The IL-6/GP130 signaling pathway in myeloid cells modulates the inflammatory response during sepsis

Abstract

Background and Aim: Ascites and its bacterial infection (SBP) is a frequent and dangerous complication in patients suffering from liver cirrhosis. After bacterial peritonitis, the mobilization of the regulatory myeloid cells is a major requirement to prevent sepsis. Current research on inflammatory pathways has shown that GP130 in hepatocytes is essential in the modulation of inflammation. Therefore, we investigated the contribution of the GP130 pathway for the skewing of macrophage towards the regulatory M2 phenotype in a model of peritonitis. Methods: Depletion of GP130 in hematopoietic cell-deficient mice was achieved by bone marrow transplantation (BMC) using MxCre GP130loxp/loxp GFP (cre- BMC-WT; cre+ BMC-KO) as donors into WT as recipients.
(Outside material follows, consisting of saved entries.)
//! Core library for auction catalog extraction.
//!
//! This crate provides:
//! - Document reading (PDF text layer and plain-text exports, page by page)
//! - Catalog text normalization with boundary and field markers
//! - Lot segmentation (artist-name or lot-index anchored)
//! - Per-field rule cascades for artist, title, medium, year, dimensions, sale, prices
//! - Flat table output (CSV, JSON)

pub mod error;
pub mod models;
pub mod document;
#[cfg(feature = "pdf")]
pub mod pdf;
pub mod catalog;
pub mod table;

pub use error::{LotscanError, Result};
pub use models::record::{AuctionRecord, Dataset, Dimensions, SaleInfo, COLUMNS};
pub use models::config::{LotscanConfig, ExtractionConfig, SegmentationMode, ValidityGate};
pub use document::{DocumentReader, FileDocumentReader, PageText};
pub use catalog::{
    DocumentOutcome, DocumentReport, FailedDocument, FieldProvenance, LotExtraction, LotExtractor,
    NormalizedText, RecordAssembler, RecordSegmenter, RunReport, Segment, TextNormalizer,
};
pub use table::{CsvTableWriter, JsonTableWriter, TableFormat, TableWriter};
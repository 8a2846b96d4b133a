//! CLI command implementations.

pub mod config;
pub mod extract;
pub mod inspect;

use std::path::PathBuf;

use clap::Args;
use tracing::debug;

use lotscan_core::{ExtractionConfig, LotscanConfig, LotscanError, SegmentationMode, ValidityGate};

/// Default location of the configuration file.
pub fn default_config_path() -> PathBuf {
    dirs::config_dir()
        .unwrap_or_else(|| PathBuf::from("."))
        .join("lotscan")
        .join("config.json")
}

/// Load the explicit config file, else the default one if present, else defaults.
pub fn load_config(config_path: Option<&str>) -> anyhow::Result<LotscanConfig> {
    let path = match config_path {
        Some(path) => PathBuf::from(path),
        None => {
            let default_path = default_config_path();
            if !default_path.exists() {
                return Ok(LotscanConfig::default());
            }
            default_path
        }
    };

    debug!("Using config file {}", path.display());
    LotscanConfig::from_file(&path)
        .map_err(|e| LotscanError::Config(format!("{}: {}", path.display(), e)).into())
}

/// Boundary detection strategy.
#[derive(Clone, Copy, Debug, clap::ValueEnum)]
pub enum ModeArg {
    /// Lots start at roster artist names
    NameAnchored,
    /// Lots start at "<index> <Name>" lines
    IndexAnchored,
}

impl From<ModeArg> for SegmentationMode {
    fn from(mode: ModeArg) -> Self {
        match mode {
            ModeArg::NameAnchored => SegmentationMode::NameAnchored,
            ModeArg::IndexAnchored => SegmentationMode::IndexAnchored,
        }
    }
}

/// Record validity gate.
#[derive(Clone, Copy, Debug, clap::ValueEnum)]
pub enum GateArg {
    /// Keep lots with both an artist and a title
    ArtistAndTitle,
    /// Keep lots with an artist or a title
    ArtistOrTitle,
}

impl From<GateArg> for ValidityGate {
    fn from(gate: GateArg) -> Self {
        match gate {
            GateArg::ArtistAndTitle => ValidityGate::ArtistAndTitle,
            GateArg::ArtistOrTitle => ValidityGate::ArtistOrTitle,
        }
    }
}

/// Extraction settings that override the config file.
#[derive(Args, Debug, Default)]
pub struct ExtractionOverrides {
    /// Boundary detection strategy
    #[arg(long, value_enum)]
    mode: Option<ModeArg>,

    /// Which lots become records
    #[arg(long, value_enum)]
    gate: Option<GateArg>,

    /// Artist roster entry (repeatable, replaces the configured roster)
    #[arg(long = "artist", value_name = "NAME")]
    artists: Vec<String>,
}

impl ExtractionOverrides {
    pub fn apply(&self, config: &mut ExtractionConfig) {
        if let Some(mode) = self.mode {
            config.segmentation_mode = mode.into();
        }
        if let Some(gate) = self.gate {
            config.field_validity_gate = gate.into();
        }
        if !self.artists.is_empty() {
            config.artist_roster = self.artists.clone();
        }
    }
}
Subsequently, the recipients underwent cecal ligation and puncture (CLP) – a model of bacterial peritonitis. Additionally, bone marrow derived macrophages (BMDM) generated from BMC-WT and BMC-KO mice were stimulated with LPS, LPS/IFNγ, IL-4, IL-10/IL-4 or medium. Results: Clinical signs of sepsis such as lethargy, piloerection, tremors and respiratory distress associated with a significant decrease in survival and increased organ damage – liver, kidney and spleen – were more severely manifested in BMC-KO mice after CLP. Moreover, BMC-KO mice exhibited a pronounced pro-inflammatory response assessed by the expression of iNOS and IL-12. Concomitantly, TNFα, IL-12 and IL-6 levels in the peritoneal lavage fluid were significantly elevated in the BMC-KO mice. Next, we sought to determine the general role of GP130 in macrophage polarization. Thus, we generated BMDM from BMC-WT and BMC-KO mice and stimulated them with LPS, LPS/IFNγ, IL-4 or medium. Our data clearly showed (a) reduced expression of Arginase I and MMR after IL-4 stimulation and; (b) defective IL-6 response after stimulation with LPS/IFNγ. The anti-inflammatory phenotype, associated with a reduction of IL-4Rα, was rescued by the exogenous addition of IL-10 in vivo and in vitro. Conclusion: These data identify IL-6/GP130 signaling pathway as a critical component in myeloid lineage of immune cells for host survival and control of inflammation and infection during bacterial peritonitis. The IL-6/GP130 signaling cascade is required for the maintenance of the cytokine responses by regulating the activation of M1 macrophages during bacterial peritonitis and sepsis.